Com fechamento de centros de pesquisas e universidades, nova geração precisa repensar o trabalho
O isolamento social na pandemia, que obrigou o fechamento de universidades, centros de pesquisa e levou à necessidade de aderir ao trabalho remoto no Brasil há mais de dois meses, está afetando diretamente a carreira de jovens cientistas brasileiros.
Aos 27 anos, Leila Araújo havia traçado um plano de ouro para 2020: aprovada no mestrado de geociências do Museu Nacional, não solicitou a bolsa da instituição pois conseguira um estágio na França, em uma empresa petrolífera, que bancaria seus custos por seis meses. “Quando fui tirar a documentação, em fevereiro, o consulado já estava fechado. Minha ida para foi suspensa, sem previsão”, diz. Especializada em palinologia, que estuda os grãos de pólen e esporos, a cientista iria coletar os dados para estudar a relação estratifica das bacias do Congo com as brasileiras. Sem aulas e sendo a geociência uma ciência feita no campo ou no laboratório, Leila está em casa, em compasso de espera. “Me sinto limitada, não sei como agir. Estou sem aulas, sem dados para coleta, sem renda. A sorte é que moro com a minha mãe”.
Mesmo quem têm bolsa e já havia coletado dados também enfrenta desafios. “O momento de fazer ciência hoje exige extrema adaptação”, diz Giuliana Zuccoli, 26, bióloga. Quando a quarentena começou, ela estava em um treinamento de cultura de células no Rio, útil ao seu doutorado no Laboratório de Neuroproteômica da Universidade Estadual de Campinas (Unicamp).
Com a universidade fechada e, impossibilitada de seguir com seu doutorado, inscreveu-se em um dos projetos emergenciais da Unicamp, que investiga como o novo coronavírus afeta os neurônios. “É uma sensação estranha ir ao laboratório, quando devemos, todos, ficar em casa. Ao mesmo tempo, sofro com a pressão de ter meu doutorado parado. Mas esse é momento de retribuir à sociedade”.

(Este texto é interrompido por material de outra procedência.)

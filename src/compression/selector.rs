//! Candidate ordering for the compression loop

use super::models::Segment;
use std::cmp::Ordering;

/// Compression priority: least relevant first, largest first among equals.
///
/// Ascending on `(relevance_score, -token_count)`. Ties on both keys keep
/// the collection order.
pub fn compare_candidates(a: &Segment, b: &Segment) -> Ordering {
    a.relevance_score
        .total_cmp(&b.relevance_score)
        .then_with(|| b.token_count.cmp(&a.token_count))
}

/// Positions into `segments`, in the order candidates should be tried this pass
pub fn candidate_order(segments: &[Segment]) -> Vec<usize> {
    let mut order: Vec<usize> = (0..segments.len()).collect();
    order.sort_by(|&a, &b| compare_candidates(&segments[a], &segments[b]));
    order
}
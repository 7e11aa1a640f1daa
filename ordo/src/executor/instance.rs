//! Flow instance execution.
//!
//! A [`FlowInstance`] pairs a flow object with its id and the services its
//! durable primitives need. [`FlowInstance::execute`] runs the flow method
//! once, from the top, inside a task-local [`ExecutionContext`]: recorded
//! steps replay from history, the first unrecorded step runs for real, and
//! the run ends when the flow returns or a primitive suspends it.
//!
//! Step 0 is the flow itself: its parameters are the serialized flow and,
//! once the flow returns `Ok`, its return value is the flow's output.

use super::activity::ActivityExecutor;
use super::context::{ExecutionContext, EXECUTION_CONTEXT};
use super::error::{ExecutionError, FlowOutcome, Result};
use crate::core::{serialize_value, FlowType, InvocationStatus, StepKind};
use crate::storage::{ExecutionLog, InvocationStartParams};
use serde::Serialize;
use std::future::Future;
use std::sync::Arc;
use tracing::debug;
use uuid::Uuid;

/// Flow instance holding the state of one flow execution.
pub struct FlowInstance<T> {
    /// The unique identifier for this flow execution.
    pub id: Uuid,
    /// The flow object containing the business logic.
    pub flow: Arc<T>,
    storage: Arc<dyn ExecutionLog>,
    activities: Arc<ActivityExecutor>,
}

impl<T> FlowInstance<T>
where
    T: FlowType + Serialize + Send + Sync + 'static,
{
    pub fn new(
        id: Uuid,
        flow: T,
        storage: Arc<dyn ExecutionLog>,
        activities: Arc<ActivityExecutor>,
    ) -> Self {
        Self {
            id,
            flow: Arc::new(flow),
            storage,
            activities,
        }
    }

    /// Runs `method` on the flow until it returns or suspends.
    ///
    /// # Example
    /// ```ignore
    /// let outcome = instance.execute(|flow| flow.run()).await;
    /// ```
    pub async fn execute<F, Fut, R, E>(&self, method: F) -> FlowOutcome<Result<R>>
    where
        F: FnOnce(Arc<T>) -> Fut,
        Fut: Future<Output = std::result::Result<R, E>>,
        R: Serialize,
        E: Into<ExecutionError>,
    {
        match self.prepare().await {
            Ok(ctx) => {
                let ctx = Arc::new(ctx);
                let flow = Arc::clone(&self.flow);
                let result = EXECUTION_CONTEXT
                    .scope(Arc::clone(&ctx), async move { method(flow).await })
                    .await;

                // Authoritative even if the flow swallowed the Suspended error
                if let Some(reason) = ctx.take_suspend_reason() {
                    debug!("Flow {} suspended at step {}", self.id, reason.step());
                    return FlowOutcome::Suspended(reason);
                }

                let result = match result {
                    Ok(output) => ctx.complete_step(0, &output).await.map(|_| output),
                    Err(e) => Err(e.into()),
                };
                FlowOutcome::Completed(result)
            }
            Err(e) => FlowOutcome::Completed(Err(e)),
        }
    }

    /// Records step 0 on the first run and loads the replay watermark.
    async fn prepare(&self) -> Result<ExecutionContext> {
        let existing = self.storage.get_invocation(self.id, 0).await?;
        if existing.is_none() {
            let parameters = serialize_value(self.flow.as_ref())?;
            self.storage
                .log_invocation_start(InvocationStartParams {
                    id: self.id,
                    step: 0,
                    kind: StepKind::Flow,
                    name: T::type_id(),
                    status: InvocationStatus::Pending,
                    parameters: &parameters,
                    retry_policy: None,
                })
                .await?;
        }

        ExecutionContext::load(
            self.id,
            self.flow.business_key(),
            Arc::clone(&self.storage),
            Arc::clone(&self.activities),
        )
        .await
    }
}
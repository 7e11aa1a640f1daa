use crate::core::CoreError;
use thiserror::Error;
use uuid::Uuid;

/// Storage layer error type.
///
/// Wraps the underlying database and serialization errors while preserving
/// the full error chain for debugging.
#[derive(Debug, Error)]
#[non_exhaustive]
pub enum StorageError {
    /// A database operation failed.
    #[cfg(feature = "sqlite")]
    #[error("database operation failed")]
    Database(#[from] sqlx::Error),

    /// A core serialization or deserialization error occurred.
    #[error("core error: {0}")]
    Core(#[from] CoreError),

    /// An I/O operation failed.
    #[error("I/O error")]
    Io(#[from] std::io::Error),

    /// The requested invocation was not found in storage.
    #[error("invocation not found: id={id}, step={step}")]
    InvocationNotFound { id: Uuid, step: i32 },

    /// No queue entry exists for the given task id.
    #[error("scheduled flow not found: task_id={0}")]
    ScheduledFlowNotFound(Uuid),

    /// An instance with the same flow id is already queued.
    #[error("flow already exists: flow_id={0}")]
    DuplicateFlow(Uuid),

    /// Opening the store or decoding a stored row failed.
    #[error("connection error: {0}")]
    Connection(String),

    #[error("invalid parameter: {0}")]
    InvalidParameter(String),
}

pub type Result<T> = std::result::Result<T, StorageError>;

Os cientistas convocados para ir aos poucos laboratórios abertos no país, e atuar em pesquisas do coronavírus, relatam aprender novas técnicas e a oportunidade de expandir um trabalho colaborativo com pesquisadores de outras áreas e não cientistas. É o caso de Leonardo Schultz da Silva, 31, que está em São Vicente (SP), trabalhando com as startups Biobreyer e Biolinker em um projeto do Instituto de Biociência da Universidade Estadual de São Paulo (Unesp). A iniciativa tem potencial de baratear em até 40% os insumos para os testes da covid-19. Sem conseguir submeter o seu pós-doutorado à Fundação de Amparo à Pesquisa do Estado de S. Paulo (Fapesp) antes da pandemia, voluntariou-se no instituto, onde trabalhou por nove anos. No meio do caminho, ganhou uma bolsa de três meses, concedida a brasileiros envolvidos em pesquisas da covid-19 pela organização Dimensions Sciences.

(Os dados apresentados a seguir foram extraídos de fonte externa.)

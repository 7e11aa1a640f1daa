//! Queue types for flow execution.
//!
//! A flow instance is started by enqueueing a [`ScheduledFlow`]; workers
//! dequeue it, run it until it completes or suspends, and write the outcome
//! back. The same entry carries the instance's whole lifecycle, so its
//! status doubles as the externally visible instance status.

use chrono::{DateTime, Utc};
use serde::{Deserialize, Serialize};
use uuid::Uuid;

/// Status of a scheduled flow in the queue.
#[derive(Debug, Clone, Copy, PartialEq, Eq, Serialize, Deserialize)]
pub enum TaskStatus {
    /// Flow is waiting to be picked up by a worker.
    Pending,
    /// Flow is currently being executed by a worker.
    Running,
    /// Flow is parked until a timer, signal or child flow wakes it.
    Suspended,
    /// Flow has completed successfully.
    Complete,
    /// Flow execution failed.
    Failed,
}

impl TaskStatus {
    /// Returns the string representation of the task status.
    pub fn as_str(&self) -> &'static str {
        match self {
            TaskStatus::Pending => "PENDING",
            TaskStatus::Running => "RUNNING",
            TaskStatus::Suspended => "SUSPENDED",
            TaskStatus::Complete => "COMPLETE",
            TaskStatus::Failed => "FAILED",
        }
    }

    pub fn is_terminal(&self) -> bool {
        matches!(self, TaskStatus::Complete | TaskStatus::Failed)
    }
}

impl std::fmt::Display for TaskStatus {
    fn fmt(&self, f: &mut std::fmt::Formatter<'_>) -> std::fmt::Result {
        write!(f, "{}", self.as_str())
    }
}

impl std::str::FromStr for TaskStatus {
    type Err = String;

    fn from_str(s: &str) -> Result<Self, Self::Err> {
        match s {
            "PENDING" => Ok(TaskStatus::Pending),
            "RUNNING" => Ok(TaskStatus::Running),
            "SUSPENDED" => Ok(TaskStatus::Suspended),
            "COMPLETE" => Ok(TaskStatus::Complete),
            "FAILED" => Ok(TaskStatus::Failed),
            _ => Err(format!("unknown task status: {}", s)),
        }
    }
}

/// A flow instance scheduled for execution.
///
/// The flow data is stored as serialized bytes and deserialized by the
/// worker that picks it up.
#[derive(Debug, Clone)]
pub struct ScheduledFlow {
    /// Unique identifier for this scheduled task.
    pub task_id: Uuid,
    /// The flow's instance ID (deterministic from type and business key).
    pub flow_id: Uuid,
    /// Stable flow type name (see `FlowType::type_id`).
    pub flow_type: String,
    /// Domain identifier of the instance, e.g. the order id.
    pub business_key: String,
    /// Serialized flow instance data.
    pub flow_data: Vec<u8>,
    /// Current status of this task.
    pub status: TaskStatus,
    /// Worker ID that locked this task (if running).
    pub locked_by: Option<String>,
    /// When this task was created.
    pub created_at: DateTime<Utc>,
    /// When this task was last updated.
    pub updated_at: DateTime<Utc>,
    /// Number of times this task has been retried after an infrastructure failure.
    pub retry_count: u32,
    /// Last error message (failure reason, or the error that caused a retry).
    pub error_message: Option<String>,
    /// Earliest time a worker may pick the task up (delayed retry).
    pub scheduled_for: Option<DateTime<Utc>>,
    /// Completion budget: the instance fails if it has not finished by then.
    pub deadline: Option<DateTime<Utc>>,
    /// Parent instance waiting on this one, for child flows.
    pub parent_flow_id: Option<Uuid>,
    /// Await key of the parent step that receives this child's outcome.
    pub signal_token: Option<String>,
}

impl ScheduledFlow {
    /// Creates a new scheduled flow in pending status.
    pub fn new(flow_id: Uuid, flow_type: String, business_key: String, flow_data: Vec<u8>) -> Self {
        let now = Utc::now();
        Self {
            task_id: Uuid::new_v4(),
            flow_id,
            flow_type,
            business_key,
            flow_data,
            status: TaskStatus::Pending,
            locked_by: None,
            created_at: now,
            updated_at: now,
            retry_count: 0,
            error_message: None,
            scheduled_for: None,
            deadline: None,
            parent_flow_id: None,
            signal_token: None,
        }
    }

    /// Marks this flow as the child of `parent_flow_id`, reporting back to
    /// the parent step waiting on `signal_token`.
    pub fn with_parent(mut self, parent_flow_id: Uuid, signal_token: String) -> Self {
        self.parent_flow_id = Some(parent_flow_id);
        self.signal_token = Some(signal_token);
        self
    }

    pub fn with_deadline(mut self, deadline: DateTime<Utc>) -> Self {
        self.deadline = Some(deadline);
        self
    }

    /// Returns true if this task is currently locked by a worker.
    pub fn is_locked(&self) -> bool {
        self.locked_by.is_some()
    }

    /// Returns true if this task has completed (successfully or with failure).
    pub fn is_finished(&self) -> bool {
        self.status.is_terminal()
    }

    /// Returns true if the deadline has passed and the task is not finished.
    pub fn is_overdue(&self, now: DateTime<Utc>) -> bool {
        !self.is_finished() && self.deadline.is_some_and(|deadline| deadline <= now)
    }
}

/// An expired timer found by the timer pass.
#[derive(Debug, Clone)]
pub struct TimerInfo {
    pub flow_id: Uuid,
    pub step: i32,
    pub fire_at: DateTime<Utc>,
    pub timer_name: Option<String>,
}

Com o Brasil tornando-se um dos picos da pandemia, o ritmo é de urgência por um tratamento, remédio e vacina. “Precisamos dar uma resposta rápida à sociedade e o que fazíamos em dois meses na bancada de experimentos, estamos entregamos em duas semanas”, diz Jaqueline Goes de Jesus, pós-doutoranda do Instituto de Medicina Tropical da Universidade de São Paulo (IMT-SP). A virologista de 30 anos, que trabalha com zika, dengue e chikungunya, chamou atenção por liderar o grupo que sequenciou o genoma do primeiro caso de coronavírus no Brasil. Em apenas 48 horas. No fim de maio, a equipe totalizava 400 mil sequências. “Com essa repercussão, pesquisadores do Brasil todo me contataram. Essa rede será muito útil para monitorar outras epidemias endêmicas no país”.